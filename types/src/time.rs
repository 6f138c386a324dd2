//! Timestamp type used for proposal deadlines.
//!
//! Timestamps are Unix epoch seconds (UTC). Deadlines are absolute, so every
//! component comparing against them must read the same clock source.

use serde::{Deserialize, Serialize};
use std::fmt;
use std::time::{SystemTime, UNIX_EPOCH};

/// A Unix timestamp in seconds since epoch (UTC).
#[derive(Clone, Copy, Debug, PartialEq, Eq, PartialOrd, Ord, Hash, Serialize, Deserialize)]
#[serde(transparent)]
pub struct Timestamp(u64);

impl Timestamp {
    /// The epoch (time zero).
    pub const EPOCH: Self = Self(0);

    pub fn new(secs: u64) -> Self {
        Self(secs)
    }

    /// Get the current system time as a `Timestamp`.
    ///
    /// A system clock set before the epoch reads as [`Timestamp::EPOCH`].
    pub fn now() -> Self {
        let secs = SystemTime::now()
            .duration_since(UNIX_EPOCH)
            .map(|d| d.as_secs())
            .unwrap_or(0);
        Self(secs)
    }

    pub fn as_secs(&self) -> u64 {
        self.0
    }

    /// This timestamp shifted forward by `secs`, pinned at `u64::MAX`.
    pub fn saturating_add_secs(&self, secs: u64) -> Self {
        Self(self.0.saturating_add(secs))
    }

    /// Seconds from `now` until this timestamp (zero once it has passed).
    pub fn secs_until(&self, now: Timestamp) -> u64 {
        self.0.saturating_sub(now.0)
    }
}

impl fmt::Display for Timestamp {
    fn fmt(&self, f: &mut fmt::Formatter<'_>) -> fmt::Result {
        write!(f, "{}s", self.0)
    }
}
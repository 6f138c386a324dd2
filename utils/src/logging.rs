//! Structured logging initialisation via `tracing`.
//!
//! Two output formats are supported:
//! - [`LogFormat::Human`]: human-readable lines (development).
//! - [`LogFormat::Json`]: newline-delimited JSON (log aggregation).
//!
//! Logs go to stderr; stdout is left to the program's own output. The filter
//! can be overridden at runtime via the `RUST_LOG` environment variable. When
//! `RUST_LOG` is not set, the caller-supplied `level` string is used (e.g.
//! `"info"`, `"warn,ballot_governance=debug"`).

use std::fmt;
use std::str::FromStr;

use tracing_subscriber::{fmt as layer_fmt, layer::SubscriberExt, util::SubscriberInitExt, EnvFilter};

/// Selects the output format for structured logs.
#[derive(Debug, Clone, Copy, PartialEq, Eq)]
pub enum LogFormat {
    Human,
    Json,
}

impl LogFormat {
    pub fn as_str(&self) -> &'static str {
        match self {
            Self::Human => "human",
            Self::Json => "json",
        }
    }
}

impl fmt::Display for LogFormat {
    fn fmt(&self, f: &mut fmt::Formatter<'_>) -> fmt::Result {
        f.write_str(self.as_str())
    }
}

impl FromStr for LogFormat {
    type Err = String;

    fn from_str(s: &str) -> Result<Self, Self::Err> {
        match s.to_lowercase().as_str() {
            "human" => Ok(Self::Human),
            "json" => Ok(Self::Json),
            other => Err(format!("unknown log format {other:?} (expected \"human\" or \"json\")")),
        }
    }
}

/// Initialise the global tracing subscriber.
///
/// Does nothing if a global subscriber is already installed.
pub fn init_logging(format: LogFormat, level: &str) {
    let filter = EnvFilter::try_from_default_env().unwrap_or_else(|_| EnvFilter::new(level));

    // An already-installed subscriber (e.g. from a test harness) is kept.
    let _ = match format {
        LogFormat::Human => tracing_subscriber::registry()
            .with(filter)
            .with(
                layer_fmt::layer()
                    .with_writer(std::io::stderr)
                    .with_target(true),
            )
            .try_init(),
        LogFormat::Json => tracing_subscriber::registry()
            .with(filter)
            .with(
                layer_fmt::layer()
                    .json()
                    .with_writer(std::io::stderr)
                    .with_target(true)
                    .with_thread_ids(true),
            )
            .try_init(),
    };
}

#[cfg(test)]
mod tests {
    use super::*;

    #[test]
    fn parse_log_format() {
        assert_eq!("human".parse::<LogFormat>(), Ok(LogFormat::Human));
        assert_eq!("JSON".parse::<LogFormat>(), Ok(LogFormat::Json));
        assert!("xml".parse::<LogFormat>().is_err());
    }

    #[test]
    fn init_twice_does_not_panic() {
        init_logging(LogFormat::Human, "warn");
        init_logging(LogFormat::Json, "warn");
    }
}
//! Paginated listing results.

use crate::proposal::Proposal;
use ballot_types::{AccountId, ProposalId, Timestamp};
use serde::Serialize;

/// A contiguous, id-ordered window of proposals.
///
/// Stored as five parallel sequences; index `i` in every sequence refers to
/// proposal `start + i`. The sequences always have the same length.
#[derive(Clone, Debug, Default, PartialEq, Eq, Serialize)]
pub struct ProposalRange {
    pub start: ProposalId,
    pub descriptions: Vec<String>,
    pub votes_for: Vec<u64>,
    pub votes_against: Vec<u64>,
    pub creators: Vec<AccountId>,
    pub deadlines: Vec<Timestamp>,
}

/// One proposal's entry in a [`ProposalRange`].
#[derive(Clone, Copy, Debug, PartialEq, Eq)]
pub struct RangeRow<'a> {
    pub id: ProposalId,
    pub description: &'a str,
    pub votes_for: u64,
    pub votes_against: u64,
    pub creator: &'a AccountId,
    pub deadline: Timestamp,
}

impl ProposalRange {
    pub(crate) fn with_capacity(start: ProposalId, capacity: usize) -> Self {
        Self {
            start,
            descriptions: Vec::with_capacity(capacity),
            votes_for: Vec::with_capacity(capacity),
            votes_against: Vec::with_capacity(capacity),
            creators: Vec::with_capacity(capacity),
            deadlines: Vec::with_capacity(capacity),
        }
    }

    pub(crate) fn push(&mut self, proposal: &Proposal) {
        self.descriptions.push(proposal.description.clone());
        self.votes_for.push(proposal.votes_for);
        self.votes_against.push(proposal.votes_against);
        self.creators.push(proposal.creator.clone());
        self.deadlines.push(proposal.deadline);
    }

    pub fn len(&self) -> usize {
        self.descriptions.len()
    }

    pub fn is_empty(&self) -> bool {
        self.descriptions.is_empty()
    }

    /// Identifiers covered by this window, ascending.
    pub fn ids(&self) -> impl Iterator<Item = ProposalId> + '_ {
        (self.start.as_u64()..).take(self.len()).map(ProposalId::new)
    }

    pub fn rows(&self) -> impl Iterator<Item = RangeRow<'_>> + '_ {
        self.ids().enumerate().map(move |(i, id)| RangeRow {
            id,
            description: &self.descriptions[i],
            votes_for: self.votes_for[i],
            votes_against: self.votes_against[i],
            creator: &self.creators[i],
            deadline: self.deadlines[i],
        })
    }
}
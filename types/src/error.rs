//! Errors raised while constructing primitive types.

use thiserror::Error;

#[derive(Debug, Clone, PartialEq, Eq, Error)]
pub enum AccountIdError {
    #[error("account identifier is empty")]
    Empty,

    #[error("account identifier {0:?} contains whitespace")]
    Whitespace(String),
}
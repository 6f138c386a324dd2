//! Nullable event subscriber: captures emitted ledger events.

use ballot_governance::{LedgerEvent, Listener};
use std::sync::{Arc, Mutex, PoisonError};

/// Records every event it is subscribed to, in emission order.
///
/// Cloning shares the same buffer, so keep one clone for assertions and hand
/// [`EventRecorder::listener`] to the ledger.
#[derive(Clone, Default)]
pub struct EventRecorder {
    events: Arc<Mutex<Vec<LedgerEvent>>>,
}

impl EventRecorder {
    pub fn new() -> Self {
        Self::default()
    }

    /// A listener that appends into this recorder.
    pub fn listener(&self) -> Listener {
        let events = Arc::clone(&self.events);
        Box::new(move |event| {
            events
                .lock()
                .unwrap_or_else(PoisonError::into_inner)
                .push(event.clone());
        })
    }

    /// Snapshot of everything recorded so far.
    pub fn events(&self) -> Vec<LedgerEvent> {
        self.events
            .lock()
            .unwrap_or_else(PoisonError::into_inner)
            .clone()
    }

    pub fn len(&self) -> usize {
        self.events
            .lock()
            .unwrap_or_else(PoisonError::into_inner)
            .len()
    }

    pub fn is_empty(&self) -> bool {
        self.len() == 0
    }
}
use chrono::NaiveDate;
use serde::{Deserialize, Serialize};

use crate::domain::CompetitorId;

pub type RatingValue = f64;

/// Ledger view of one competitor at a point in the fold.
#[derive(Debug, Clone, Copy, PartialEq)]
pub struct CompetitorState {
    pub rating: RatingValue,
    pub fight_count: u32,
    pub last_match_date: Option<NaiveDate>,
}

/// Final standing of a competitor after a pass.
#[derive(Debug, Clone, PartialEq, Serialize, Deserialize)]
pub struct CompetitorRating {
    pub competitor: CompetitorId,
    pub rating: RatingValue,
    pub fight_count: u32,
    pub last_match_date: Option<NaiveDate>,
    pub experience: ExperienceLevel,
}

/// How much history backs a rating, by career length.
#[derive(Debug, Clone, Copy, PartialEq, Eq, Serialize, Deserialize)]
pub enum ExperienceLevel {
    Debutant,    // < 3 fights
    Prospect,    // 3-4 fights
    Established, // 5+ fights
}

impl ExperienceLevel {
    pub fn from_fight_count(fights: u32) -> Self {
        if fights < 3 {
            ExperienceLevel::Debutant
        } else if fights < 5 {
            ExperienceLevel::Prospect
        } else {
            ExperienceLevel::Established
        }
    }

    pub fn as_str(&self) -> &str {
        match self {
            ExperienceLevel::Debutant => "debutant",
            ExperienceLevel::Prospect => "prospect",
            ExperienceLevel::Established => "established",
        }
    }
}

## Aim of the task
How many lines in the material contain the string "warn"? Reply with the number and nothing else.

## Worked solution
3